***** Task material
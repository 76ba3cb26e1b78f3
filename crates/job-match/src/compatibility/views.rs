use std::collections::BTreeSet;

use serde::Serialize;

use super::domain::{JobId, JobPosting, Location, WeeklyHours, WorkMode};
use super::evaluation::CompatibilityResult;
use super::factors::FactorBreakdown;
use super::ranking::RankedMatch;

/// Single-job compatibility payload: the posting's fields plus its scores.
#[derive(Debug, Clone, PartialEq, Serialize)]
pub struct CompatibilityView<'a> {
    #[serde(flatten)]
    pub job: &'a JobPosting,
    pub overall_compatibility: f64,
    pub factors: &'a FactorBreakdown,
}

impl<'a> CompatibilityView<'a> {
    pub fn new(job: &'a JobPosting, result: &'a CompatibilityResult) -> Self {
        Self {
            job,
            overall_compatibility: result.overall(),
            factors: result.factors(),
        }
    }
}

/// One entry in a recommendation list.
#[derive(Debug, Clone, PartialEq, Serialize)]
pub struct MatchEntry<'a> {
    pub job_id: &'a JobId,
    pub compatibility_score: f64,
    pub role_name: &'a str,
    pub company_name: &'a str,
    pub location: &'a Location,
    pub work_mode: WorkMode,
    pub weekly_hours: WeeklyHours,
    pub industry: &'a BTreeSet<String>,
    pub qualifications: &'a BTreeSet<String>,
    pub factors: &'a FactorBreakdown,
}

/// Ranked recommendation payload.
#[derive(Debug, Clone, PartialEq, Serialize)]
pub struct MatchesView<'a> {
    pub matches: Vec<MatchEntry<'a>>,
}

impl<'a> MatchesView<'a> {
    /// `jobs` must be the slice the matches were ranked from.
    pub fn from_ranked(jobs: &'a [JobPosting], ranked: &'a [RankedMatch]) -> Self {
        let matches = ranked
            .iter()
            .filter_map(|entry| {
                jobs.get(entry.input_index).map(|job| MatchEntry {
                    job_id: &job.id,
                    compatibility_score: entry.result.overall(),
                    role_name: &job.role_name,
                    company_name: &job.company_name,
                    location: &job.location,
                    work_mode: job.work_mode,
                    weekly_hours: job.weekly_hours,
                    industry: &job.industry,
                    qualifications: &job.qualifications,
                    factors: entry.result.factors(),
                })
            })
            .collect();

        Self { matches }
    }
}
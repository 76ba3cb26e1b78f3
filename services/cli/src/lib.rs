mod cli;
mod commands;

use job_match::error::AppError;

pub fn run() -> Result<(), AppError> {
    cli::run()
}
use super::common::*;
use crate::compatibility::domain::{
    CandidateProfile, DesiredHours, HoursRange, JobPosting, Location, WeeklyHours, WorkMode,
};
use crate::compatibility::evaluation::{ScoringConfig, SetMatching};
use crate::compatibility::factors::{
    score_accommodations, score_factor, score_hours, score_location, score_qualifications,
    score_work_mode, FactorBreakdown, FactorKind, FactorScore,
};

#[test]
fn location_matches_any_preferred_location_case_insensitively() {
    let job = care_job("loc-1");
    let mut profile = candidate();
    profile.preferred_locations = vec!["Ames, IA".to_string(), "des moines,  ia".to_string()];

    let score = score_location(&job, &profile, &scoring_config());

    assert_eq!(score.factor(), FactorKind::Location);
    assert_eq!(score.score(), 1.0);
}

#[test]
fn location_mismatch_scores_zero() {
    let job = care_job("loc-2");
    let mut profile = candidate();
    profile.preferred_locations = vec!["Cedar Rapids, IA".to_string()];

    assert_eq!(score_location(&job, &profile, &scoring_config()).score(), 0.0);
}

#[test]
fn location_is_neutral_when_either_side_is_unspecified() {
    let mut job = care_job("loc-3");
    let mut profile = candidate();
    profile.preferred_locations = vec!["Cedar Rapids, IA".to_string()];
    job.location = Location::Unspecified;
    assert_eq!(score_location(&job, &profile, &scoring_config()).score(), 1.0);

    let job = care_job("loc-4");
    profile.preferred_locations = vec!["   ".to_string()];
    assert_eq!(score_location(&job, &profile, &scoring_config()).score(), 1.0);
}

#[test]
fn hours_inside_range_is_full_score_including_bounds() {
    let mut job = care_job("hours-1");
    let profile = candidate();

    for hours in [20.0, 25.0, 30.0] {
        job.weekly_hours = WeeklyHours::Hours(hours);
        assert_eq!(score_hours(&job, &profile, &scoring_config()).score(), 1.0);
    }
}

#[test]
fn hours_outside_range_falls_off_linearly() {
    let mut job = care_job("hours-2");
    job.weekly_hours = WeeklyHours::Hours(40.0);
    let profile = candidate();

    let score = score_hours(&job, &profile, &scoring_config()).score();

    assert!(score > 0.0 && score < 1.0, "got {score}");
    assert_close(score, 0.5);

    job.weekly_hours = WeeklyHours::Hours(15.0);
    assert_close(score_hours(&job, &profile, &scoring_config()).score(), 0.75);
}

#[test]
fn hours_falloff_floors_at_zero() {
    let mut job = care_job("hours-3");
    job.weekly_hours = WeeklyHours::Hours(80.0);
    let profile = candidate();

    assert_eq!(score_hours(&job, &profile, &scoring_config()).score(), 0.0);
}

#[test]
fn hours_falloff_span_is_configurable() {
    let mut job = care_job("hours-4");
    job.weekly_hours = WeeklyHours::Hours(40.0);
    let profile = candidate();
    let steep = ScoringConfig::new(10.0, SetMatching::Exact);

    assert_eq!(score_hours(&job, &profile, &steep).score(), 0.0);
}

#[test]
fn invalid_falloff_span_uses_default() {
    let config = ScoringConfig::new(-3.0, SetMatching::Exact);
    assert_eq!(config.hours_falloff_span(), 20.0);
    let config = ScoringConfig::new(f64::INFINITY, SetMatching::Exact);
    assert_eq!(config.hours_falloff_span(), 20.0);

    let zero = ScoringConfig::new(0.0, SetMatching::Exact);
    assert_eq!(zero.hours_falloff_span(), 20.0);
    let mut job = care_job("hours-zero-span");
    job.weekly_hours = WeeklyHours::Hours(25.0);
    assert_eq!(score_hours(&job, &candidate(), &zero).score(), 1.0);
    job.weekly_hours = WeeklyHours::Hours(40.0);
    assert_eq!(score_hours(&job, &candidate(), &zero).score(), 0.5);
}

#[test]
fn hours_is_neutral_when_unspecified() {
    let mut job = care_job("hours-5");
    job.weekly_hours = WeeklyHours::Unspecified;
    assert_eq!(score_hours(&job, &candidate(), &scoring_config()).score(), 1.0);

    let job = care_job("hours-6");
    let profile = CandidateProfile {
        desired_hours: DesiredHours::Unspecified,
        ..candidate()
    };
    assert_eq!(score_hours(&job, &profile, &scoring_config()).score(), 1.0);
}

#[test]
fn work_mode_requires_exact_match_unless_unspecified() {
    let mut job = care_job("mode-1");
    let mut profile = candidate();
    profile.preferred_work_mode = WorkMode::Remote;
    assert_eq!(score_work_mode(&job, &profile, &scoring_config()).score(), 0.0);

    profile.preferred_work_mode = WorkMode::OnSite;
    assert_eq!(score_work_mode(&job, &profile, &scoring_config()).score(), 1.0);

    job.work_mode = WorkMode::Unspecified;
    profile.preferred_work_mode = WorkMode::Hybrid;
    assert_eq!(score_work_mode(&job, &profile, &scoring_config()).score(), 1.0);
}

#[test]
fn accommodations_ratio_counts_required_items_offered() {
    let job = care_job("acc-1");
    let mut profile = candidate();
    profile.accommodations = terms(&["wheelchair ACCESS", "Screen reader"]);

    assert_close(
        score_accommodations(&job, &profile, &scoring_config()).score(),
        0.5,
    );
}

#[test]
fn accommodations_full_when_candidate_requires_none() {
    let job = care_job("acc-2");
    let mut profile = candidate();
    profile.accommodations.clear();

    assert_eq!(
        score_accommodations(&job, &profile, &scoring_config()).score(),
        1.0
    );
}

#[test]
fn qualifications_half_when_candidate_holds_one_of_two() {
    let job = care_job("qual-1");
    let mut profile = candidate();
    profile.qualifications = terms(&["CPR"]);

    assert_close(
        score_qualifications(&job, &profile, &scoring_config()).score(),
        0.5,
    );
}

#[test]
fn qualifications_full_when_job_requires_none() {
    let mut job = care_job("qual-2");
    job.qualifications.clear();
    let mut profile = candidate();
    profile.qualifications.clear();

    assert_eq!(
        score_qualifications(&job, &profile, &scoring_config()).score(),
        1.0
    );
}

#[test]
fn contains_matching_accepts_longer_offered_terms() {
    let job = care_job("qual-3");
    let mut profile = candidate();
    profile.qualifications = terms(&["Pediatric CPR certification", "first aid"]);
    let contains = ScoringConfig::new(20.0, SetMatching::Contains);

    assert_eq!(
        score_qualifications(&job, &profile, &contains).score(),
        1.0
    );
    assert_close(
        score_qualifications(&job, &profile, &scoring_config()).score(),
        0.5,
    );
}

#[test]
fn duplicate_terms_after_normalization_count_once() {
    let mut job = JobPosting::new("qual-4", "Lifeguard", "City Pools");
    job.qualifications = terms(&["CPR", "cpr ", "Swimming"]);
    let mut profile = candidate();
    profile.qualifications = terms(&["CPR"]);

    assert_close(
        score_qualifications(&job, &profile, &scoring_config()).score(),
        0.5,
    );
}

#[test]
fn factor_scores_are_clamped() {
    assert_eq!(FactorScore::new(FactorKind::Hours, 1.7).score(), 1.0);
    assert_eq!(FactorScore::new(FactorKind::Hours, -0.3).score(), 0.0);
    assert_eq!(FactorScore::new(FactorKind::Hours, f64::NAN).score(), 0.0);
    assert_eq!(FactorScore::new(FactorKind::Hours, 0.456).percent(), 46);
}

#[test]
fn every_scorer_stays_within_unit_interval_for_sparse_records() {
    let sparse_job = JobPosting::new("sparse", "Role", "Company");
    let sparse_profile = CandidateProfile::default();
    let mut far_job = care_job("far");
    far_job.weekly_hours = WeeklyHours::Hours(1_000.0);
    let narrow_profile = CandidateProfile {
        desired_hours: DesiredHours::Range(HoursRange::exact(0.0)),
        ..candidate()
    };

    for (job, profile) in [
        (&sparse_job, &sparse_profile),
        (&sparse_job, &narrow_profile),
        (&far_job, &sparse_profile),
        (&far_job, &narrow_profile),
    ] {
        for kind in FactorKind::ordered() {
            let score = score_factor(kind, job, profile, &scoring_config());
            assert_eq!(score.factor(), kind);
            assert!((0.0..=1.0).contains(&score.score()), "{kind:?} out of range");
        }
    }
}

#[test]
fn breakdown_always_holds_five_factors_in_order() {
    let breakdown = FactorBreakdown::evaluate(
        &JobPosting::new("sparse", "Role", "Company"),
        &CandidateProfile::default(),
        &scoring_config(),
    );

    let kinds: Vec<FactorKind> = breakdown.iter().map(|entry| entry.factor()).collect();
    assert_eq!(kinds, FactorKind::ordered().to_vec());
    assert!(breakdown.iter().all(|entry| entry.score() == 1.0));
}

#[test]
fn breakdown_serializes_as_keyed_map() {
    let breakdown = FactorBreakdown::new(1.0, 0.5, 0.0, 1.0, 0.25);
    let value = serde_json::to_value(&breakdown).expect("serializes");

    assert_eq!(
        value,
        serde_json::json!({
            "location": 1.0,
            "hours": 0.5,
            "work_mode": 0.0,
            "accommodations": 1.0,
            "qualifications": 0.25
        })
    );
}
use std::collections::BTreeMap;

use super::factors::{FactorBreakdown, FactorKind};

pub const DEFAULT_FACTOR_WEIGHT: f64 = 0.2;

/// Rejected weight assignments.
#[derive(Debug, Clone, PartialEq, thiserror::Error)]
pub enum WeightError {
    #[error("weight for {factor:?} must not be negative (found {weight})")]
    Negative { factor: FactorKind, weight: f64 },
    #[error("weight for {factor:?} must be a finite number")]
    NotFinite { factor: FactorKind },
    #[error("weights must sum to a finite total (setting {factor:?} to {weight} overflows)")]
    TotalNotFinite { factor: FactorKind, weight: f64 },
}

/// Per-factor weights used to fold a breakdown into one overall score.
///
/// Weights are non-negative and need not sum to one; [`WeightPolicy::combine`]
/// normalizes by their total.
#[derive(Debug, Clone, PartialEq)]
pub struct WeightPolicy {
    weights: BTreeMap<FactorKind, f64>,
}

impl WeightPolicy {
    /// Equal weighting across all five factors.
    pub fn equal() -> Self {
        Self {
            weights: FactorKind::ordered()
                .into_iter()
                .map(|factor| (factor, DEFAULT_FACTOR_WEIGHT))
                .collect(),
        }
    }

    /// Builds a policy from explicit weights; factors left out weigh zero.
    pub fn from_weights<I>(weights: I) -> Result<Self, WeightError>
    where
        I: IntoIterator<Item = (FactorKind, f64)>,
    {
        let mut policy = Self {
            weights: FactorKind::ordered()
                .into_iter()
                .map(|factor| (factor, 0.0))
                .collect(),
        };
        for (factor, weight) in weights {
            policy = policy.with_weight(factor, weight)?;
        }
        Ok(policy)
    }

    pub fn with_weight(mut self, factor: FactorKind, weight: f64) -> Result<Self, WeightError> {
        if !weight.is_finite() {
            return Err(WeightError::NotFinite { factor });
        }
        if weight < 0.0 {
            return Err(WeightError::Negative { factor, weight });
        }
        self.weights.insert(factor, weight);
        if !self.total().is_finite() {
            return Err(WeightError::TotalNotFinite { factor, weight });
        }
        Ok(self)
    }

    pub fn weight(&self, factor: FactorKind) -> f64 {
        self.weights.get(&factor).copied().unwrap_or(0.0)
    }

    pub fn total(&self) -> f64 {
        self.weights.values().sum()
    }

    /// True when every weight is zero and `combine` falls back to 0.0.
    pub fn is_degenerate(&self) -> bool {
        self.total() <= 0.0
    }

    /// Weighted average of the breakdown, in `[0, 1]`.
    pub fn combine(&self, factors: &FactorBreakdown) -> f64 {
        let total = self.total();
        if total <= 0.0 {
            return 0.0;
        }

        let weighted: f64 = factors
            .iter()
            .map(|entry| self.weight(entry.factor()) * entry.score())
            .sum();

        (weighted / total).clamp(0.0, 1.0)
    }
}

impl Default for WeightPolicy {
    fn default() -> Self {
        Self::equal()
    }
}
**********
**Task:**
Search the data above for "DesiredHours" and copy every line where it turns up.

**Problem solution:**
    CandidateProfile, DesiredHours, HoursRange, JobPosting, Location, WeeklyHours, WorkMode,
        desired_hours: DesiredHours::Unspecified,
        desired_hours: DesiredHours::Range(HoursRange::exact(0.0)),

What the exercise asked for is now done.